Data shown ▸
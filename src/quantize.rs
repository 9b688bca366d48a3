//! Scalar quantization helpers for vertex attributes.
//!
//! Pure, branch-light functions; callers use these to pack positions,
//! normals and texture coordinates into smaller-than-`f32` wire formats
//! before upload. None of this crate's optimizers or analyzers depend on
//! these, they are exposed purely as a convenience for callers preparing
//! vertex buffers for the optimizers to consume.

/// Quantize a float in `[0..1]` range into an N-bit fixed point unorm value.
///
/// Assumes reconstruction function `q / (2^N-1)`, which is the case for
/// fixed-function normalized fixed point conversion.
///
/// Maximum reconstruction error: `1/2^(N+1)`.
#[inline(always)]
pub fn quantize_unorm(v: f32, n: i32) -> i32 {
    let scale = ((1i32 << n) - 1i32) as f32;
    let v = if v >= 0f32 { v } else { 0f32 };
    let v = if v <= 1f32 { v } else { 1f32 };
    (v * scale + 0.5f32) as i32
}

/// Quantize a float in `[-1..1]` range into an N-bit fixed point snorm value.
///
/// Assumes reconstruction function `q / (2^(N-1)-1)`, which is the case for
/// fixed-function normalized fixed point conversion (except early OpenGL
/// versions). Rounds half away from zero; the representable range excludes
/// one codeword on the negative side, matching D3D/Vulkan SNORM.
///
/// Maximum reconstruction error: `1/2^N`.
#[inline(always)]
pub fn quantize_snorm(v: f32, n: u32) -> i32 {
    let scale = ((1 << (n - 1)) - 1) as f32;
    let round = if v >= 0f32 { 0.5f32 } else { -0.5f32 };
    let v = if v >= -1f32 { v } else { -1f32 };
    let v = if v <= 1f32 { v } else { 1f32 };
    (v * scale + round) as i32
}

/// Quantize a float into half-precision floating point value.
///
/// Generates +-inf for overflow, collapses NaN to the canonical qNaN
/// `0x7e00` (sign dropped), flushes denormals to zero, rounds to nearest.
/// Representable magnitude range: `[6e-5; 65504]`.
/// Maximum relative reconstruction error: `5e-4`.
#[inline(always)]
pub fn quantize_half(v: f32) -> u16 {
    let ui = f32::to_bits(v);
    let s = ((ui >> 16) & 0x8000) as i32;
    let em = (ui & 0x7fff_ffff) as i32;

    // bias exponent and round to nearest; 112 is relative exponent bias (127-15)
    let mut h = (em - (112 << 23) + (1 << 12)) >> 13;

    // underflow: flush to zero; 113 encodes exponent -14
    h = if em < (113 << 23) { 0 } else { h };

    // overflow: infinity; 143 encodes exponent 16
    h = if em >= (143 << 23) { 0x7c00 } else { h };

    // NaN; note that we convert all types of NaN to qNaN
    h = if em > (255 << 23) { 0x7e00 } else { h };

    (s | h) as u16
}

/// Quantize a float into a floating point value with a limited number of
/// significant mantissa bits.
///
/// Generates +-inf for overflow, preserves NaN, flushes denormals to zero,
/// rounds to nearest. Assumes `n` is in the valid mantissa precision range,
/// `1..23`.
#[inline(always)]
pub fn quantize_float(v: f32, n: i32) -> f32 {
    let mut ui = f32::to_bits(v);

    let mask = (1 << (23 - n)) - 1;
    let round = (1 << (23 - n)) >> 1;

    let e = (ui & 0x7f80_0000) as i32;
    let rui: u32 = ((ui as i32 + round) & !mask) as u32;

    // round all numbers except inf/nan; this is important to make
    // sure nan doesn't overflow into -0
    ui = if e == 0x7f80_0000 { ui } else { rui };

    // flush denormals to zero
    ui = if e == 0 { 0 } else { ui };

    f32::from_bits(ui)
}

/// Reverse quantization of a half-precision (IEEE-754 fp16) floating point
/// value.
///
/// Preserves Inf/NaN, flushes denormals to zero.
#[inline(always)]
pub fn dequantize_half(h: u16) -> f32 {
    let s = ((h & 0x8000) as u32) << 16;
    let em = (h & 0x7fff) as u32;

    // bias exponent and pad mantissa with 0; 112 is relative exponent bias (127-15)
    let mut r = (em + (112 << 10)) << 13;

    // denormal: flush to zero
    if em < (1 << 10) {
        r = 0;
    }

    // infinity/NaN; note that we preserve NaN payload as a byproduct of unifying inf/nan cases
    // 112 is an exponent bias fixup; since we already applied it once, applying it twice converts 31 to 255
    if em >= (31 << 10) {
        r += 112 << 23;
    }

    let bits = s | r;
    f32::from_bits(bits)
}

/// Safe reciprocal: `0` for a zero input instead of `inf`.
#[inline(always)]
pub fn rcp_safe(v: f32) -> f32 {
    if v.abs() as u32 == 0 {
        0f32
    } else {
        1f32 / v
    }
}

The problem ▸
In the entries above, find the line holding "repository 9b688bca366d48a3" and the line holding "let s = ((ui >> 16) & 0x8000) as i32;", then retype exactly those two lines and every line between them, and nothing else.

Result below ▸
repository 9b688bca366d48a3
//! Scalar quantization helpers for vertex attributes.
//!
//! Pure, branch-light functions; callers use these to pack positions,
//! normals and texture coordinates into smaller-than-`f32` wire formats
//! before upload. None of this crate's optimizers or analyzers depend on
//! these, they are exposed purely as a convenience for callers preparing
//! vertex buffers for the optimizers to consume.

/// Quantize a float in `[0..1]` range into an N-bit fixed point unorm value.
///
/// Assumes reconstruction function `q / (2^N-1)`, which is the case for
/// fixed-function normalized fixed point conversion.
///
/// Maximum reconstruction error: `1/2^(N+1)`.
#[inline(always)]
pub fn quantize_unorm(v: f32, n: i32) -> i32 {
    let scale = ((1i32 << n) - 1i32) as f32;
    let v = if v >= 0f32 { v } else { 0f32 };
    let v = if v <= 1f32 { v } else { 1f32 };
    (v * scale + 0.5f32) as i32
}

/// Quantize a float in `[-1..1]` range into an N-bit fixed point snorm value.
///
/// Assumes reconstruction function `q / (2^(N-1)-1)`, which is the case for
/// fixed-function normalized fixed point conversion (except early OpenGL
/// versions). Rounds half away from zero; the representable range excludes
/// one codeword on the negative side, matching D3D/Vulkan SNORM.
///
/// Maximum reconstruction error: `1/2^N`.
#[inline(always)]
pub fn quantize_snorm(v: f32, n: u32) -> i32 {
    let scale = ((1 << (n - 1)) - 1) as f32;
    let round = if v >= 0f32 { 0.5f32 } else { -0.5f32 };
    let v = if v >= -1f32 { v } else { -1f32 };
    let v = if v <= 1f32 { v } else { 1f32 };
    (v * scale + round) as i32
}

/// Quantize a float into half-precision floating point value.
///
/// Generates +-inf for overflow, collapses NaN to the canonical qNaN
/// `0x7e00` (sign dropped), flushes denormals to zero, rounds to nearest.
/// Representable magnitude range: `[6e-5; 65504]`.
/// Maximum relative reconstruction error: `5e-4`.
#[inline(always)]
pub fn quantize_half(v: f32) -> u16 {
    let ui = f32::to_bits(v);
    let s = ((ui >> 16) & 0x8000) as i32;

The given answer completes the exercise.